Craft & Design Yarncraft

zerowaste.jpg
Photo by: Fred R. Conrad/The New York Times
Simon Collins, far left, of Parsons, Scott Mackinlay Hahn and Fiona Dieffenbacher with a five-pocket jean pattern.
I really enjoyed this article from the Sunday New York Times, “Fashion Tries on Zero Waste Design,” and I’ve been thinking about it all week. It was something I’d never given much thought to, but it certainly seems like another straw on the camel’s back of consumerism, reminding us to make, not buy.
While the home sewer is often trying to make the most of a treasured piece of fabric — laying out the pattern pieces this way and that, trying to use every scrap, and often saving a bit for embellishment somewhere else — industrial sewing is stacked towards sewing efficiency, not fabric conservation. (Apparently 15-20% of the fabric used in making our clothes heads to the landfill since it’s cheaper to trash than recycle or reuse.)
The good news is that some impassioned designers are trying to change this trend. (Parson’s School of Design debuts one of the first classes in zero waste design this fall.) The bad news is that it’s really hard. (Large-scale production would have to change it’s entire infrastructure to accommodate different fabric widths.) In the article, Timo Rissanen, a Finnish designer teaching the Parson’s course, talks about rethinking his craft: ” ‘I basically had to learn to design again,’ Mr. Rissanen said of his initial forays into zero waste. ‘The first year and a half was a lot of trial and error.’ ”
According to the article, jeans are particularly hard on the environment:

    ” ‘Jeans are one of the most wasteful and polluting garments that are made,’ said Mr. Collins of Parsons, citing not only the unused fabric, but also the dyes added only to be washed out again, the energy used to transport the denim all over the world, the packaging, and the gallons of water used by consumers to clean the jeans. ‘And of course it’s one of the staples of everyone’s wardrobe.’ ”

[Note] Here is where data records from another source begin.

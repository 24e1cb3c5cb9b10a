//! Best score tracking
//!
//! One number survives across restarts and process lifetimes: the highest
//! score reached at any game over.

/// Highest score seen so far. Never decreases.
#[derive(Debug, Clone, Copy, Default, PartialEq, Eq)]
pub struct BestScore {
    value: u64,
}

impl BestScore {
    pub fn new(value: u64) -> Self {
        Self { value }
    }

    pub fn get(&self) -> u64 {
        self.value
    }

    /// Check if a score would replace the current best
    pub fn qualifies(&self, score: u64) -> bool {
        score > self.value
    }

    /// Record a final score. Returns true if it became the new best.
    pub fn record(&mut self, score: u64) -> bool {
        if !self.qualifies(score) {
            return false;
        }
        log::info!("New best score: {} (was {})", score, self.value);
        self.value = score;
        true
    }
}

#[cfg(test)]
mod tests {
    use super::*;

    #[test]
    fn test_record_only_raises() {
        let mut best = BestScore::new(12);
        assert!(!best.record(3));
        assert!(!best.record(12));
        assert_eq!(best.get(), 12);

        assert!(best.record(13));
        assert_eq!(best.get(), 13);
    }

    #[test]
    fn test_zero_never_qualifies() {
        let best = BestScore::default();
        assert!(!best.qualifies(0));
        assert!(best.qualifies(1));
    }
}
//! Host lifecycle glue
//!
//! Maps the host's surface and visibility callbacks onto the session and
//! its loop thread. At most one loop runs per surface lifetime.

use std::sync::Arc;

use crate::driver::{GameLoop, LoopError};
use crate::session::Session;
use crate::sim::Viewport;

use super::input::HostInput;
use super::surface::Surface;

enum Slot {
    /// Session waiting for a surface
    Idle(Session),
    /// Session is inside the loop thread
    Running(GameLoop),
    /// Loop thread panicked and took the session with it
    Lost,
}

pub struct Host {
    input: Arc<HostInput>,
    slot: Slot,
}

impl Host {
    pub fn new(session: Session) -> Self {
        Self {
            input: Arc::clone(session.input()),
            slot: Slot::Idle(session),
        }
    }

    /// Shared input handle for the host's event dispatch
    pub fn input(&self) -> Arc<HostInput> {
        Arc::clone(&self.input)
    }

    pub fn is_running(&self) -> bool {
        matches!(&self.slot, Slot::Running(game_loop) if game_loop.is_running())
    }

    /// The session, while no loop owns it
    pub fn session(&self) -> Option<&Session> {
        match &self.slot {
            Slot::Idle(session) => Some(session),
            _ => None,
        }
    }

    /// Surface is ready: start music, spawner and the loop thread
    pub fn surface_created<S: Surface + 'static>(
        &mut self,
        surface: S,
        viewport: Viewport,
    ) -> Result<(), LoopError> {
        let mut session = match std::mem::replace(&mut self.slot, Slot::Lost) {
            Slot::Idle(session) => session,
            Slot::Running(game_loop) => {
                self.slot = Slot::Running(game_loop);
                log::warn!("Surface created while the loop is already running");
                return Err(LoopError::AlreadyRunning);
            }
            Slot::Lost => return Err(LoopError::Panicked),
        };

        session.resize(viewport);
        session.start();
        match GameLoop::start(session, surface) {
            Ok(game_loop) => {
                self.slot = Slot::Running(game_loop);
                Ok(())
            }
            Err(failed) => {
                let mut session = failed.session;
                session.shutdown();
                self.slot = Slot::Idle(session);
                Err(failed.error)
            }
        }
    }

    /// Surface size or orientation changed
    pub fn surface_changed(&mut self, viewport: Viewport) {
        match &mut self.slot {
            Slot::Idle(session) => session.resize(viewport),
            _ => self.input.resize(viewport.width, viewport.height),
        }
    }

    /// Surface is going away: stop the loop and wait for it
    pub fn surface_destroyed(&mut self) -> Result<(), LoopError> {
        self.stop_loop()
    }

    /// Host lost visibility/focus
    pub fn pause(&mut self) -> Result<(), LoopError> {
        self.stop_loop()
    }

    pub fn pointer_moved(&self, x: f32, y: f32) {
        self.input.move_to(x, y);
    }

    /// Touch down: moves the ship while playing, restarts after game over
    pub fn pointer_down(&self, x: f32, y: f32) {
        self.input.move_to(x, y);
        self.input.tap();
    }

    fn stop_loop(&mut self) -> Result<(), LoopError> {
        match std::mem::replace(&mut self.slot, Slot::Lost) {
            Slot::Running(game_loop) => match game_loop.join() {
                Ok(session) => {
                    self.slot = Slot::Idle(session);
                    Ok(())
                }
                Err(e) => {
                    log::error!("Game loop ended abnormally: {}", e);
                    Err(e)
                }
            },
            other => {
                self.slot = other;
                Ok(())
            }
        }
    }
}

So that raises a lot of questions for us all: Are we willing, as consumers, pay a little bit more to cover the costs of the sewing industry’s infrastructure changes? Should designers be mindful of pollution and energy while creating (ie no more stone washed or distressed jeans)? Or maybe we should all just make our own pants, using every scrap of fabric. Economist Robert Reich argues that economic growth and consumerism are not inextricably linked in this post on Salon; what better way to grow and shrink at the same time is there than tightening our literal belts?
(I highly recommend reading the whole article; it’s a fascinating look into the complicated decisions made in the garment industry today. Timo Rissanen also has a blog, Zero Fabric Waste Fashion, which has a lot more info on zero waste design if you’re interested.)

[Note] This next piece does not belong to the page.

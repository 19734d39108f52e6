pub mod gemini;
pub mod parse;
pub mod request;
pub mod runtime;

2 thoughts on “Zero Waste Design

  1. HeddyLynn says:

    Why are they not sending the denim scraps to be used in Recycled Denim Insulation? (http://www.treehugger.com/files/2005/03/ultratouch_recy.php) I’m sure Bonded Logic would accept it and use it in their production. Maybe if designers pass on that information to the industrial sewing companies it might actually happen. I think it becomes more of why a designer would not want to recommend or highly suggest to the industrial sewing company to recycle their fabric.